私の母は長年高血圧を抱えていましたが、元気なころは家事も外出もこなし、特に介護が必要になるとは思っていませんでした。しかし、ある日突然倒れて入院し、脳梗塞による後遺症が残ったことをきっかけに、私の生活は大きく変わりました。そこから始まった母の介護は、戸惑いと学びの連続でした。
突然の入院と、変わってしまった日常
母が倒れたのは本当に突然のことでした。脳梗塞と診断され、右半身にまひが残り、退院後は車椅子での生活に。

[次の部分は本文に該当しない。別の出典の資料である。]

//! Iterative Fibonacci numbers and repeated sums of them.
//!
//! The two core functions are total over their inputs and never panic.
//! Values past `fib(92)` do not fit in an `i64`; they wrap with
//! two's-complement arithmetic, and that wrapped value is what every
//! caller (Rust, C or JVM) gets back.
//!
//! [`ffi`] exports the same computation to host runtimes, [`bridge`] puts
//! the native and exported paths behind one [`bridge::Calculator`] trait,
//! and [`workers`] runs a calculator on many threads and times it.
pub mod bridge;
pub mod ffi;
pub mod workers;

/// The `n`-th Fibonacci number, with `fib(0) == 0` and `fib(1) == 1`.
///
/// Non-positive `n` gives 0. Overflow wraps.
pub fn fib(n: i32) -> i64 {
    if n <= 0 {
        return 0;
    }
    if n == 1 {
        return 1;
    }
    let (mut a, mut b) = (0i64, 1i64);
    for _ in 2..=n {
        let next = a.wrapping_add(b);
        a = b;
        b = next;
    }
    b
}

/// Evaluates `fib(n)` exactly `count` times and adds the results up.
///
/// A non-positive `count` gives 0. The total wraps like `fib` does.
pub fn sum_of_fibs(count: i32, n: i32) -> i64 {
    let mut total_sum = 0i64;
    for _ in 0..count.max(0) {
        total_sum = total_sum.wrapping_add(fib(n));
    }
    total_sum
}

#[cfg(test)]
mod tests {
    use super::*;

    #[test]
    fn base_cases() {
        assert_eq!(fib(0), 0);
        assert_eq!(fib(1), 1);
        assert_eq!(fib(2), 1);
        assert_eq!(fib(10), 55);
        assert_eq!(fib(20), 6765);
    }

    #[test]
    fn negative_index_is_zero() {
        assert_eq!(fib(-1), 0);
        assert_eq!(fib(i32::MIN), 0);
    }

    #[test]
    fn recurrence_holds_through_overflow() {
        for n in 2..300 {
            assert_eq!(fib(n), fib(n - 1).wrapping_add(fib(n - 2)), "n = {n}");
        }
    }

    #[test]
    fn largest_exact_value() {
        assert_eq!(fib(92), 7540113804746346429);
    }

    #[test]
    fn wrapped_values() {
        assert_eq!(fib(93), -6246583658587674878);
        assert_eq!(fib(94), 1293530146158671551);
        assert_eq!(fib(100), 3736710778780434371);
        assert_eq!(fib(200), -1123705814761610347);
        assert_eq!(fib(1000), 817770325994397771);
    }

    #[test]
    fn sum_with_no_repeats() {
        assert_eq!(sum_of_fibs(0, 10), 0);
        assert_eq!(sum_of_fibs(0, 93), 0);
        assert_eq!(sum_of_fibs(-5, 10), 0);
        assert_eq!(sum_of_fibs(i32::MIN, 10), 0);
    }

    #[test]
    fn sum_is_count_times_fib() {
        assert_eq!(sum_of_fibs(5, 10), 275);
        for count in 1..20 {
            for n in 0..40 {
                assert_eq!(sum_of_fibs(count, n), i64::from(count) * fib(n));
            }
        }
    }

    #[test]
    fn sum_wraps() {
        assert_eq!(sum_of_fibs(2, 92), -3366516464216858758);
        assert_eq!(sum_of_fibs(3, 93), -293006902053473018);
    }
}
//! Ways of reaching `sum_of_fibs`: directly, through the in-process C export,
//! or through a separately compiled shared library.
use std::ffi::OsStr;
use std::os::raw::{c_int, c_longlong};
use std::sync::Arc;

type SumFn = extern "C" fn(c_int, c_int) -> c_longlong;

const SUM_SYMBOL: &[u8] = b"calculate_sum_of_fibs\0";

/// Anything that can compute `count` repeated evaluations of `fib(n)`.
pub trait Calculator: Sync {
    fn name(&self) -> &str;

    fn sum_of_fibs(&self, count: i32, n: i32) -> i64;
}

/// Plain Rust call.
#[derive(Clone, Copy, Debug, Default)]
pub struct Native;

impl Calculator for Native {
    fn name(&self) -> &str {
        "native"
    }

    fn sum_of_fibs(&self, count: i32, n: i32) -> i64 {
        crate::sum_of_fibs(count, n)
    }
}

/// Goes through the `extern "C"` export of this crate via a function pointer.
#[derive(Clone, Copy, Debug)]
pub struct Exported {
    function: SumFn,
}

impl Default for Exported {
    fn default() -> Self {
        Exported {
            function: crate::ffi::calculate_sum_of_fibs,
        }
    }
}

impl Calculator for Exported {
    fn name(&self) -> &str {
        "c-abi"
    }

    fn sum_of_fibs(&self, count: i32, n: i32) -> i64 {
        (self.function)(count, n)
    }
}

/// `calculate_sum_of_fibs` resolved from a shared library on disk.
/// Keeps the library loaded for as long as the function pointer is around.
#[derive(Clone)]
pub struct LoadedLibrary {
    #[allow(dead_code)]
    library: Arc<libloading::Library>,
    function: SumFn,
    name: String,
}

impl LoadedLibrary {
    pub fn open<P: AsRef<OsStr>>(path: P) -> Result<LoadedLibrary, String> {
        let path = path.as_ref();
        log::debug!("loading {}", path.to_string_lossy());
        // Loading runs the library's initialisers; a fibsum cdylib has none.
        let library = unsafe { libloading::Library::new(path) }
            .map_err(|e| format!("cannot load {}: {e}", path.to_string_lossy()))?;
        // The symbol is declared with exactly this signature in `ffi`.
        let function = unsafe { library.get::<SumFn>(SUM_SYMBOL) }
            .map(|sym| *sym)
            .map_err(|e| {
                format!(
                    "{} does not export calculate_sum_of_fibs: {e}",
                    path.to_string_lossy()
                )
            })?;
        Ok(LoadedLibrary {
            library: Arc::new(library),
            function,
            name: format!("dylib {}", path.to_string_lossy()),
        })
    }
}

impl Calculator for LoadedLibrary {
    fn name(&self) -> &str {
        &self.name
    }

    fn sum_of_fibs(&self, count: i32, n: i32) -> i64 {
        (self.function)(count, n)
    }
}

自宅に戻ってからは、これまでの生活が一変し、食事・入浴・トイレなどあらゆる場面で介助が必要になりました。
当時の私は介護についてほとんど知識がなく、どう支えていけばよいのかわからず、目の前の現実に気持ちが追いつかない日も多くありました。母自身も不安や戸惑いから感情が不安定になることがあり、どう接するべきか悩む毎日が始まりました。
少しずつ覚えた介護と、母の変化
そんな中で支えになったのが、家族やケアマネジャーの存在でした。助言を受けながら、介助の方法や接し方を少しずつ覚えていきました。
体の介護だけでなく、精神面での寄り添いが必要だと感じる場面も多く、母の表情や言葉を注意深く見守る日々でした。
それでも、認知症の進行は止められず、母が娘である私の名前を思い出せないこともありました。そんな姿を見るたびに胸が締めつけられ、毎日が試されているような気持ちになったのを覚えています。